Task directions:
From the entries, copy each line that includes "pairs".

Data entries:

____

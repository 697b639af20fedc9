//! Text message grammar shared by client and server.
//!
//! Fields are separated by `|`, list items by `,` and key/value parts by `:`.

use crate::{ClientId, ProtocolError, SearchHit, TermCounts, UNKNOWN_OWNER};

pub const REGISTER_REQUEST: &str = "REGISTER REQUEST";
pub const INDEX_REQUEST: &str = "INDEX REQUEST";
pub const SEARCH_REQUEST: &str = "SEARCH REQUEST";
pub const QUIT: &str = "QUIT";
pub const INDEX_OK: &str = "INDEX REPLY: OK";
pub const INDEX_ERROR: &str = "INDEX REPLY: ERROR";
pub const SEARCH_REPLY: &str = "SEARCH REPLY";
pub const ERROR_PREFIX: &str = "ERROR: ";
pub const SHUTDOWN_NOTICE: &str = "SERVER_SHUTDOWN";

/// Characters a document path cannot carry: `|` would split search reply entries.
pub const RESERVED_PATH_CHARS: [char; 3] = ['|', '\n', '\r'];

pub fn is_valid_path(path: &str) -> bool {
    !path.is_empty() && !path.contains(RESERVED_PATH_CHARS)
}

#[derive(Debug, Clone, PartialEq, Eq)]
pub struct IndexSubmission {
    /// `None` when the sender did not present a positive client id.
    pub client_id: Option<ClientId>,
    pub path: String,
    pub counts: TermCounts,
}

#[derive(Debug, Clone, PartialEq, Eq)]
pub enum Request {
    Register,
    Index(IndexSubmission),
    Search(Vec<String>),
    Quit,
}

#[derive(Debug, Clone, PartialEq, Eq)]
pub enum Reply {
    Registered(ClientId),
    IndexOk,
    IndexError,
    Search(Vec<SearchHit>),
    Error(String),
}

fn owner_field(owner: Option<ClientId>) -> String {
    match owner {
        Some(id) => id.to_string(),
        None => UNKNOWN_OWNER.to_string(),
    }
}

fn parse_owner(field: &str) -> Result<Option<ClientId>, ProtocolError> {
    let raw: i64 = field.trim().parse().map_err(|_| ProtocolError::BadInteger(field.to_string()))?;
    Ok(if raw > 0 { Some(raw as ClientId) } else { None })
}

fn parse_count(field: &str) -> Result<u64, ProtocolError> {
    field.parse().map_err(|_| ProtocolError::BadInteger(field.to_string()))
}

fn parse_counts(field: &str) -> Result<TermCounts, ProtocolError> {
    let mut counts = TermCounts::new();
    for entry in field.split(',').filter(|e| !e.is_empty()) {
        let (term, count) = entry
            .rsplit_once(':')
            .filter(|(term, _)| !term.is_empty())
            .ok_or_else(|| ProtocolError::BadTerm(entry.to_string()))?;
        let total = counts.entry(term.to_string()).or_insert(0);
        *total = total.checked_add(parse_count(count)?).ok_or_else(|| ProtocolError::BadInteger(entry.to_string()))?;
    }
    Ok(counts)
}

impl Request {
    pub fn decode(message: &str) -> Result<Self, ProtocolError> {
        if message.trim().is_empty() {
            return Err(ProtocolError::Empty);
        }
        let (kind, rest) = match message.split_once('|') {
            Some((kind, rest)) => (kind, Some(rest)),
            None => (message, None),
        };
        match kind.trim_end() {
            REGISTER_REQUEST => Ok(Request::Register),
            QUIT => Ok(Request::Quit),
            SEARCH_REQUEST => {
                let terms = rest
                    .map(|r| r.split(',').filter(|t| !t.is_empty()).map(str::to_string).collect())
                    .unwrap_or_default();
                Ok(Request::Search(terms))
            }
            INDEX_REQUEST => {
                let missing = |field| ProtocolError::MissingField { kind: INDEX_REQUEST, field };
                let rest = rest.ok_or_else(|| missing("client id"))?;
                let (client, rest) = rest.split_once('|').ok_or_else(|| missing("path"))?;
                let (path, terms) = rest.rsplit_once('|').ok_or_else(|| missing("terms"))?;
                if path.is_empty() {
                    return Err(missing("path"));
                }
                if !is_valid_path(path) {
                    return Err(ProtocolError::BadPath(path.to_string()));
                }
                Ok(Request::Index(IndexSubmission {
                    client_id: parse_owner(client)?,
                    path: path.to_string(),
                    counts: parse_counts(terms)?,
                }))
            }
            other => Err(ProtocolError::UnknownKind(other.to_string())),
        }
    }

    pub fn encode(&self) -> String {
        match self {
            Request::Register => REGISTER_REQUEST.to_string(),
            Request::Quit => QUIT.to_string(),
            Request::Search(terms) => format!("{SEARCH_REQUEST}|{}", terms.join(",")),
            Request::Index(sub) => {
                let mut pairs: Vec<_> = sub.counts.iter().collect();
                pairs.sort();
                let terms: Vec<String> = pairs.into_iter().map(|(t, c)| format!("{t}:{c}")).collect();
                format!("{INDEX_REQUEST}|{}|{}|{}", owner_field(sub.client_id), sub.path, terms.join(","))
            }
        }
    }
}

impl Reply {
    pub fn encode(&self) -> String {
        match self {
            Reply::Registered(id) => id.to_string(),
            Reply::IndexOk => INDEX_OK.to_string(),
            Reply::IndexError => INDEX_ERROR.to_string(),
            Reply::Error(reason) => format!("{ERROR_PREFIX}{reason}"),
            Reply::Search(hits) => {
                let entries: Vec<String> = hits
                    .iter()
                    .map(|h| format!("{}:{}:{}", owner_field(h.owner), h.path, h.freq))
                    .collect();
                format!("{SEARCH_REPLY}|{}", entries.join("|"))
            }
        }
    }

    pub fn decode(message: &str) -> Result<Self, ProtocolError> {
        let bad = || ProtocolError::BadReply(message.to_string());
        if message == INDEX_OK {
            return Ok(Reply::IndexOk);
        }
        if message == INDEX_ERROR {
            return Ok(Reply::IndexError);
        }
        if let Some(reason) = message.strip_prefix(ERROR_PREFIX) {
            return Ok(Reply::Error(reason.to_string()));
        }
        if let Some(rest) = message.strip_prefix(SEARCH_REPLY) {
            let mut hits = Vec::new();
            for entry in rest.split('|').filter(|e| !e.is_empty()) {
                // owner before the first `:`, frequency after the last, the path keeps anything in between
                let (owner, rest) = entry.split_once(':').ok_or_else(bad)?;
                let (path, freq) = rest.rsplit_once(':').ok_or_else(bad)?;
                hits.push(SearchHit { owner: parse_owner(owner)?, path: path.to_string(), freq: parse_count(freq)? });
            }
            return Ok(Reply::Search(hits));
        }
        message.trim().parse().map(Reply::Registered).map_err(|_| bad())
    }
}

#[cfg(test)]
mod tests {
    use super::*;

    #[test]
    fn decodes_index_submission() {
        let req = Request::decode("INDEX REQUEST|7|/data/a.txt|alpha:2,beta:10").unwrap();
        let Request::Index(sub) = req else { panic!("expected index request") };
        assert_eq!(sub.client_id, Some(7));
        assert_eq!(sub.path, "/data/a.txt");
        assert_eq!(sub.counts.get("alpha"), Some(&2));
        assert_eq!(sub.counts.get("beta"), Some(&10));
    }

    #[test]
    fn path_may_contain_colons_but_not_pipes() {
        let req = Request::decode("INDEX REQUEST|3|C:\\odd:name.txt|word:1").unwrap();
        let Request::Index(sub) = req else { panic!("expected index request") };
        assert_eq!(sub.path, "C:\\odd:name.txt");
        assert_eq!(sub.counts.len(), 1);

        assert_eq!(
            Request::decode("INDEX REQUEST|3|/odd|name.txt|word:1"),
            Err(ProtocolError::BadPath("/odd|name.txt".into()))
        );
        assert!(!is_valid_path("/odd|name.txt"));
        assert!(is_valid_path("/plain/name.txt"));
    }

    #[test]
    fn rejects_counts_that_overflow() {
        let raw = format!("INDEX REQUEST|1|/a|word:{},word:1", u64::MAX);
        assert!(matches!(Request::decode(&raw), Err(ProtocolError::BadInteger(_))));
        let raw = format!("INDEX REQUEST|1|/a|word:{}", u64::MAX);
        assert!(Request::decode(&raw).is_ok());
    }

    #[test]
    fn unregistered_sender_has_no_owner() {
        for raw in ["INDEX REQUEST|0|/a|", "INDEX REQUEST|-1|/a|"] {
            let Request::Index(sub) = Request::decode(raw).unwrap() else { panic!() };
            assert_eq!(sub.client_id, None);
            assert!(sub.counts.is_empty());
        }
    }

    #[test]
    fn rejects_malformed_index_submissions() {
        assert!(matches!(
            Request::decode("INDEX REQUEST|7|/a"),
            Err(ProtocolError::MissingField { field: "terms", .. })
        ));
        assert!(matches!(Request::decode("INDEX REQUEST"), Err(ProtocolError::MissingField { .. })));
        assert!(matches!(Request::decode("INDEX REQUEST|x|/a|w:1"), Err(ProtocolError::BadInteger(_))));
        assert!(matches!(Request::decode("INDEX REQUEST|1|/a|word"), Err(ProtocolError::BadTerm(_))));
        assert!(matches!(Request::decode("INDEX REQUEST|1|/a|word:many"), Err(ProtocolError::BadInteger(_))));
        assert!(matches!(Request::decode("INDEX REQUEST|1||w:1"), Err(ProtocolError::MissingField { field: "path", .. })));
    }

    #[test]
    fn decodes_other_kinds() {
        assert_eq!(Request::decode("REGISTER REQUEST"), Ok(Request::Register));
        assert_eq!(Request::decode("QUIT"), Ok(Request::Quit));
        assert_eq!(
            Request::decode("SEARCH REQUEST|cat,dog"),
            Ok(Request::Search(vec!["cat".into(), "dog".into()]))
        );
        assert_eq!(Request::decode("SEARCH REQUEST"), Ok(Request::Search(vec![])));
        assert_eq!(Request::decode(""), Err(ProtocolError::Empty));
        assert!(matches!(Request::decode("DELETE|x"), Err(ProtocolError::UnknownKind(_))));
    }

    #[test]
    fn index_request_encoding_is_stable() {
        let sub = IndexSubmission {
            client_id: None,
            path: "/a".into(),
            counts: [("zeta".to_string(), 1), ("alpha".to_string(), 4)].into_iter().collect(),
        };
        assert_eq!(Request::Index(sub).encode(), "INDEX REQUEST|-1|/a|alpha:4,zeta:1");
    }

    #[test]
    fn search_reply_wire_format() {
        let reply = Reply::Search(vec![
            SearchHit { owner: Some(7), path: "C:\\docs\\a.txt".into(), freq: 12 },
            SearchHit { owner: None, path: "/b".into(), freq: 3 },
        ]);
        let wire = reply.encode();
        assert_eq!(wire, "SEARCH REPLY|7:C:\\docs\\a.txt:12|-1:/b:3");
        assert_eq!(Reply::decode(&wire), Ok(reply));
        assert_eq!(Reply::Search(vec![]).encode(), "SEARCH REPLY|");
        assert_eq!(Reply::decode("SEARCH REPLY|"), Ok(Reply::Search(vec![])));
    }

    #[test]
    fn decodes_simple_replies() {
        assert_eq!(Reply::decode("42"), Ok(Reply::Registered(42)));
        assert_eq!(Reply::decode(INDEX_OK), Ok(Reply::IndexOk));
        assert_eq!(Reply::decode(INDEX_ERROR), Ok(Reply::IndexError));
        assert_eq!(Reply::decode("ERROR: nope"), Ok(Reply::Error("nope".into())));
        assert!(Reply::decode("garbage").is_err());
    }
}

____

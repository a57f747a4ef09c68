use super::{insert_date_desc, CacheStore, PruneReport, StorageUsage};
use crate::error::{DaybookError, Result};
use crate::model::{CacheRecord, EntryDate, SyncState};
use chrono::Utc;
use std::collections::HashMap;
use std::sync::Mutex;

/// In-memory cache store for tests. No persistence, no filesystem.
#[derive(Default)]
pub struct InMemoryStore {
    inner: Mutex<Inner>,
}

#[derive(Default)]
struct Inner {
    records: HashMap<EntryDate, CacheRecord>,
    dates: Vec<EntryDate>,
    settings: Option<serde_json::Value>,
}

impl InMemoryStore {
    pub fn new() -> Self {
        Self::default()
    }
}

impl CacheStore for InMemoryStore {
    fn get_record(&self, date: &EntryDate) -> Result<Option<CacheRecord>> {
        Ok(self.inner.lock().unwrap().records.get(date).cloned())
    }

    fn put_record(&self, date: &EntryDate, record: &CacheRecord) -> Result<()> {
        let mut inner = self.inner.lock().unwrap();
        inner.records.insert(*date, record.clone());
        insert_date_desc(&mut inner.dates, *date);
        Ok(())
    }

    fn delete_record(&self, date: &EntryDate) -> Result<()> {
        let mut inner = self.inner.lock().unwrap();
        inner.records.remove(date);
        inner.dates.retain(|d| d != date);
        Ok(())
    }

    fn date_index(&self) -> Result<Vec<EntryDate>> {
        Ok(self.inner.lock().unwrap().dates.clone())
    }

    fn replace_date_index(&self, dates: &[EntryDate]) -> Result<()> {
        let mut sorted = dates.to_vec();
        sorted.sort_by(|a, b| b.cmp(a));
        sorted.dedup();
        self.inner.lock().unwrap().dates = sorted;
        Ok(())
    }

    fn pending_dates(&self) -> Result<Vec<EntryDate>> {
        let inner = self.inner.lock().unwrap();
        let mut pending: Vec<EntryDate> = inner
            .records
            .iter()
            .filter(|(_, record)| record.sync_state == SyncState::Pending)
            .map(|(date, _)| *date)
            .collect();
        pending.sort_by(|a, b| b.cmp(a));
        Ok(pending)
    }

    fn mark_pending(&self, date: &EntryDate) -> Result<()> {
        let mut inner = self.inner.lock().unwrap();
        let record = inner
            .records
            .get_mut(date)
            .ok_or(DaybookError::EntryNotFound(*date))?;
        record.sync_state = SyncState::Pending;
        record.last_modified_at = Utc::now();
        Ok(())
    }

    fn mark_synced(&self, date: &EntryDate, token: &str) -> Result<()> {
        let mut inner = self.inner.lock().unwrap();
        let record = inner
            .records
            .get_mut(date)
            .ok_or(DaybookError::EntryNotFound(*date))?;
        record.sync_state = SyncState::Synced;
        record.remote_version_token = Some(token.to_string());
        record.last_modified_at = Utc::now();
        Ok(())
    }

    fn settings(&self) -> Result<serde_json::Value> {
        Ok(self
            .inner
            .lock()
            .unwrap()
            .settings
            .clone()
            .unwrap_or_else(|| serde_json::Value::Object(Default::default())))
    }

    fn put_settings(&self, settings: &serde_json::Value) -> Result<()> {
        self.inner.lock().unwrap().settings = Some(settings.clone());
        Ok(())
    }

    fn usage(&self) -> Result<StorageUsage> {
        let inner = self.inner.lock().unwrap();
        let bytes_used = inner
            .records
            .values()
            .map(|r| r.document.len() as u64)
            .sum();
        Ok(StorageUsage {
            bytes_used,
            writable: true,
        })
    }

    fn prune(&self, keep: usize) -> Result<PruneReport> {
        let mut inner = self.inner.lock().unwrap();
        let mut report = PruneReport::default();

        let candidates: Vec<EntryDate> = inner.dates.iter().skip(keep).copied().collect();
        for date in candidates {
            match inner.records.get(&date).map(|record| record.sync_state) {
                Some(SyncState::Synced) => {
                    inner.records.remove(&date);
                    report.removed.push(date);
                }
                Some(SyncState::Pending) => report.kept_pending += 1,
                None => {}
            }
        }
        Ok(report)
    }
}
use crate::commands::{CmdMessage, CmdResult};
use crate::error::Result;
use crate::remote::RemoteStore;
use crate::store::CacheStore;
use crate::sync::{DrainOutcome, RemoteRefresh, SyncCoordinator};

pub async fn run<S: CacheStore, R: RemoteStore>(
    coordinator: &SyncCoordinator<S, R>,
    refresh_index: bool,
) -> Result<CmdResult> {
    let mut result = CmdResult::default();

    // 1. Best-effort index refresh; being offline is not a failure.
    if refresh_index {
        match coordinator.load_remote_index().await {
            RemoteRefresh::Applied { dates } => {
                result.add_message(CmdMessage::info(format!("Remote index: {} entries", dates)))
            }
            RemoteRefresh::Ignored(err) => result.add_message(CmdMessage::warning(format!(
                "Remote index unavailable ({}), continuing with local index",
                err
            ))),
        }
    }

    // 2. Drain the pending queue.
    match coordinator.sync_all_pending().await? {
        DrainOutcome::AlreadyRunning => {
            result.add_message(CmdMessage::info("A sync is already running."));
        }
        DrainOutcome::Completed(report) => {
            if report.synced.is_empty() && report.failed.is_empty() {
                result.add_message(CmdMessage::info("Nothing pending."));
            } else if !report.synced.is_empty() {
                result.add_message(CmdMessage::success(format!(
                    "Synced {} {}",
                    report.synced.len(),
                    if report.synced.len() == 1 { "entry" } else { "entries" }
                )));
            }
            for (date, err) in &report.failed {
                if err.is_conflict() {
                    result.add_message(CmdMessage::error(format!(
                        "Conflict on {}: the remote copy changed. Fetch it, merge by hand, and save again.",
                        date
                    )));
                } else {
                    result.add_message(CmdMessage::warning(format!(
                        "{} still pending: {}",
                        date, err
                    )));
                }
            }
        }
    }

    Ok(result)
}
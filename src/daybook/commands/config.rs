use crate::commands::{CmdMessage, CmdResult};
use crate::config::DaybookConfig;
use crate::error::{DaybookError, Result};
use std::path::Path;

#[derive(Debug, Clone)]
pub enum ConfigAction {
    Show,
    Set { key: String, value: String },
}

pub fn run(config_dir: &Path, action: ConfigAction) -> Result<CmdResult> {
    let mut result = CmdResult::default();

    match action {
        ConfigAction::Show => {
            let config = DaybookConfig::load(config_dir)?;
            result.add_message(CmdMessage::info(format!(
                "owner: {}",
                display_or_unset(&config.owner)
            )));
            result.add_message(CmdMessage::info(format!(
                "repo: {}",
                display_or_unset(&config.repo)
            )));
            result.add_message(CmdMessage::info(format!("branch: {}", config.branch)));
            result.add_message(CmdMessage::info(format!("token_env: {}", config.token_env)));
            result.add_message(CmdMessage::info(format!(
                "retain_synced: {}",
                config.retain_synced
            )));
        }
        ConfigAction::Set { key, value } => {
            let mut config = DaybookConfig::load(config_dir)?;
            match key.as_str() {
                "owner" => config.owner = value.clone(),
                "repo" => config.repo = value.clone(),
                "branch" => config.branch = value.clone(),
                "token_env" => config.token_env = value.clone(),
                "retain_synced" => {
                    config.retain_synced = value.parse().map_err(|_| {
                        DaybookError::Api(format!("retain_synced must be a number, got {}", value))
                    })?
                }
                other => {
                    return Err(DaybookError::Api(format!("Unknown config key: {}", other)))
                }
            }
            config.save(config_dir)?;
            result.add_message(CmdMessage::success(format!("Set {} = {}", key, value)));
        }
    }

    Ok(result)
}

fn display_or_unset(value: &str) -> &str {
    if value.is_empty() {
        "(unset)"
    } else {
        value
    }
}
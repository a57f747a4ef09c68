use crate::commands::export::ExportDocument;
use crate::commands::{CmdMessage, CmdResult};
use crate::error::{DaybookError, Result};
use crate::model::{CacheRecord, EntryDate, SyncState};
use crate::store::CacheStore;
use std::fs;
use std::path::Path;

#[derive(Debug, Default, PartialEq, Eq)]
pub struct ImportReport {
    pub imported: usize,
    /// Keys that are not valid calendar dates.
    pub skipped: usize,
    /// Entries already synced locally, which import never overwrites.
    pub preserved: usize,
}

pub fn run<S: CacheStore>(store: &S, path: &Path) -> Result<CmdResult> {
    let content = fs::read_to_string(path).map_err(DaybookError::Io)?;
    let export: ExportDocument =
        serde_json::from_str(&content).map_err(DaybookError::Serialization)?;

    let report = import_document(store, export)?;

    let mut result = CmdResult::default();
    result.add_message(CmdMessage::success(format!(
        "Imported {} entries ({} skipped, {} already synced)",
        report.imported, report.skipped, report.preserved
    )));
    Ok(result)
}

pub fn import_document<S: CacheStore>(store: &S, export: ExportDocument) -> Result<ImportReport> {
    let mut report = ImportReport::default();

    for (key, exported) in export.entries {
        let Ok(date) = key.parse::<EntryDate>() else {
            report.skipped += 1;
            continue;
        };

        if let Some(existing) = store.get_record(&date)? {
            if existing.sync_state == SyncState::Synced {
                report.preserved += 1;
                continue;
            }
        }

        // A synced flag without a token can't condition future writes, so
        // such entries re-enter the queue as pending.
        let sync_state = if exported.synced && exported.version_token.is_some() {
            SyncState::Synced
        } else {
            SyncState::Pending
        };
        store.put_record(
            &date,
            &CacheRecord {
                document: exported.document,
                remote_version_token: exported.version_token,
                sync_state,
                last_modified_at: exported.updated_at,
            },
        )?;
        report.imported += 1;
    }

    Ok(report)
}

____

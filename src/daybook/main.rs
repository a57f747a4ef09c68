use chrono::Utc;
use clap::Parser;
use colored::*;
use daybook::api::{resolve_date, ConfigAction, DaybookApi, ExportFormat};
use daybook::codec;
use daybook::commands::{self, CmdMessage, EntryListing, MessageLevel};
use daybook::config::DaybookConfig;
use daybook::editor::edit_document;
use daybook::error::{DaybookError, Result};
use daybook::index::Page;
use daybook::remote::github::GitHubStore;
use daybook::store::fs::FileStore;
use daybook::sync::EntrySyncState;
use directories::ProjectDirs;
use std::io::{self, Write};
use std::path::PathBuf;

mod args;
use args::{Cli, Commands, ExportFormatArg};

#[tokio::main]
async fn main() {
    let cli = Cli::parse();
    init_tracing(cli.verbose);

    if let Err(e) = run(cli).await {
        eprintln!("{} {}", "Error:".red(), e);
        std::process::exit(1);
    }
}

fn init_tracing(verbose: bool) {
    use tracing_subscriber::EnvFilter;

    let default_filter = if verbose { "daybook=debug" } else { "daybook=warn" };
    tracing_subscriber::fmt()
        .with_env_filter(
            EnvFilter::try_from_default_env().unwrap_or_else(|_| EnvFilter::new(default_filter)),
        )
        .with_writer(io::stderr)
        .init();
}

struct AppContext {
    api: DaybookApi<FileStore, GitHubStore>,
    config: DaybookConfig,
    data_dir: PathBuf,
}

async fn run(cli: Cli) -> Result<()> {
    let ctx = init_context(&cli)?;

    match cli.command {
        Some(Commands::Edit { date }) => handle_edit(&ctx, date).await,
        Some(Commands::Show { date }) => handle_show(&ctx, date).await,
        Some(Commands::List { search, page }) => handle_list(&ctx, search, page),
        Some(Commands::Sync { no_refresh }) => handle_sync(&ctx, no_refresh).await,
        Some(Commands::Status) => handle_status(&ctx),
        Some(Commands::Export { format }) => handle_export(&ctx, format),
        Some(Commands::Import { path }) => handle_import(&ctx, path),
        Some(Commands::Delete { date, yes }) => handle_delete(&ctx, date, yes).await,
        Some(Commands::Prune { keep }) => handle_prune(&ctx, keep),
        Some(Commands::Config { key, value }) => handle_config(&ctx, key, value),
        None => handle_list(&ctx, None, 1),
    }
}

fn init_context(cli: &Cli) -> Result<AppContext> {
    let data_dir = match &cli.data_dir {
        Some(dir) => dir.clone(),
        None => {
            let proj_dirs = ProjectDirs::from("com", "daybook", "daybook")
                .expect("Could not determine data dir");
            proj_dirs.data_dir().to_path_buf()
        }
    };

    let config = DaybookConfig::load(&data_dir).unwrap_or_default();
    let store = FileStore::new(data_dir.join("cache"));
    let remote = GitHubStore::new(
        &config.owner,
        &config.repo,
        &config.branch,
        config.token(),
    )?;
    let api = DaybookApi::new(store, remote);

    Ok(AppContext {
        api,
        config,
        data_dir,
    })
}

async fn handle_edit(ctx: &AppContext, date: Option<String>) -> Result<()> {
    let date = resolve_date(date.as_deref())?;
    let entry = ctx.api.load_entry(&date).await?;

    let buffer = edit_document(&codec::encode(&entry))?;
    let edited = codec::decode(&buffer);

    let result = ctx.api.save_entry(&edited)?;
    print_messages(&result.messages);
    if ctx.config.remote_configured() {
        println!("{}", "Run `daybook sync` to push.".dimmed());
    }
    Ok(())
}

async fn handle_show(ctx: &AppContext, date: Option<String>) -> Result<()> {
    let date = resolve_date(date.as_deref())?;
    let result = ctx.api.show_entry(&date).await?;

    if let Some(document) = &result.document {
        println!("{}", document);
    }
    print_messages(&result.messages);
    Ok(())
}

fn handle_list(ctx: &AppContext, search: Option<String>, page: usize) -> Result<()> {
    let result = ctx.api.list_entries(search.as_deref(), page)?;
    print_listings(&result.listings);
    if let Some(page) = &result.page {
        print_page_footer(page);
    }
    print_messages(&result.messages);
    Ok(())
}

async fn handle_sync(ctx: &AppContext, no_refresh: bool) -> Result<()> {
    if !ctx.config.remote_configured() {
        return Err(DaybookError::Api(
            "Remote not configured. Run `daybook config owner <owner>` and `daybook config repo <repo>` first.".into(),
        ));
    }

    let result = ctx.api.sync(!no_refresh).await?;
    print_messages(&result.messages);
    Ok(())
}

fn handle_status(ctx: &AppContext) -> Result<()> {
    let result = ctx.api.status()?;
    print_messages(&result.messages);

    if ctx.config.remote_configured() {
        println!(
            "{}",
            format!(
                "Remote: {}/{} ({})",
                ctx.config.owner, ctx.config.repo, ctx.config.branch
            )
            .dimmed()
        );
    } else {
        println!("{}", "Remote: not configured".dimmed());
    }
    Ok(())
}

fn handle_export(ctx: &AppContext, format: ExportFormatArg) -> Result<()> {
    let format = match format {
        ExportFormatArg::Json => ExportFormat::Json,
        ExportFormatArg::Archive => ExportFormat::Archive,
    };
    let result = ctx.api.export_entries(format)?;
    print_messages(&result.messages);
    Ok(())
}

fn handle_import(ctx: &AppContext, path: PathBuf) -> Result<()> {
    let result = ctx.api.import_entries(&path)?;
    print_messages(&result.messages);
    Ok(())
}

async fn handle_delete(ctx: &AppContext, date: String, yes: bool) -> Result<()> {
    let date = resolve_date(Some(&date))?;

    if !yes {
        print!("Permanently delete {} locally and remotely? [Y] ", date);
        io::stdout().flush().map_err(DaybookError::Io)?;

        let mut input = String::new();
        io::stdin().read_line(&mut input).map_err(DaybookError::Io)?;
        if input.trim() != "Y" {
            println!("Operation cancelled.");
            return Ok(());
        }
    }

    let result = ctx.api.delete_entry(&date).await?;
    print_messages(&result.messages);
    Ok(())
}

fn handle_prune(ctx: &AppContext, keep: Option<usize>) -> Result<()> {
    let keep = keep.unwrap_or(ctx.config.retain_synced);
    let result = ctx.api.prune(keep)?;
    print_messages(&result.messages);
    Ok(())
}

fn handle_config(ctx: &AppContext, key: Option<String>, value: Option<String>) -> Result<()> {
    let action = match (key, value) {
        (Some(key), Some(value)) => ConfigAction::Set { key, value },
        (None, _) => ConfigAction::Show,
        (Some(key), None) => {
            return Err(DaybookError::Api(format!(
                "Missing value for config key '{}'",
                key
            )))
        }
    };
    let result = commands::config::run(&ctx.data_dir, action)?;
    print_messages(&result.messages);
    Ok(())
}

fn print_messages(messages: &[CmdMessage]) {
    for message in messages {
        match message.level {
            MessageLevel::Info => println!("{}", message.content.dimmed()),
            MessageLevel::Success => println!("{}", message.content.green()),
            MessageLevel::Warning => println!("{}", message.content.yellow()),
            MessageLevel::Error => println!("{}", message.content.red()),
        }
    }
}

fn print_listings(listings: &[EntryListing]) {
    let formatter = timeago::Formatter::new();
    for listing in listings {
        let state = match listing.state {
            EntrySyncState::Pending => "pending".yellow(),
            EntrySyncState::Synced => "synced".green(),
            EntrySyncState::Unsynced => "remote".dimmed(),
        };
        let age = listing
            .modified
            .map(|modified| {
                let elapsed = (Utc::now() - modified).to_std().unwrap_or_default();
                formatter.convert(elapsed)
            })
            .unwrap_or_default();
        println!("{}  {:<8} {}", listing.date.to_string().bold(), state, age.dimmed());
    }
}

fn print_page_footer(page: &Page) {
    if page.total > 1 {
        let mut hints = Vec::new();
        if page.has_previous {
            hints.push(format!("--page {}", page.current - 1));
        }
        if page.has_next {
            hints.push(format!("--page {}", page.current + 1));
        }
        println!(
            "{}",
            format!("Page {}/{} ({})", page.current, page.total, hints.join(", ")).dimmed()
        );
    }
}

____

Completed exercise:
                let mut pairs: Vec<_> = sub.counts.iter().collect();
                pairs.sort();
                let terms: Vec<String> = pairs.into_iter().map(|(t, c)| format!("{t}:{c}")).collect();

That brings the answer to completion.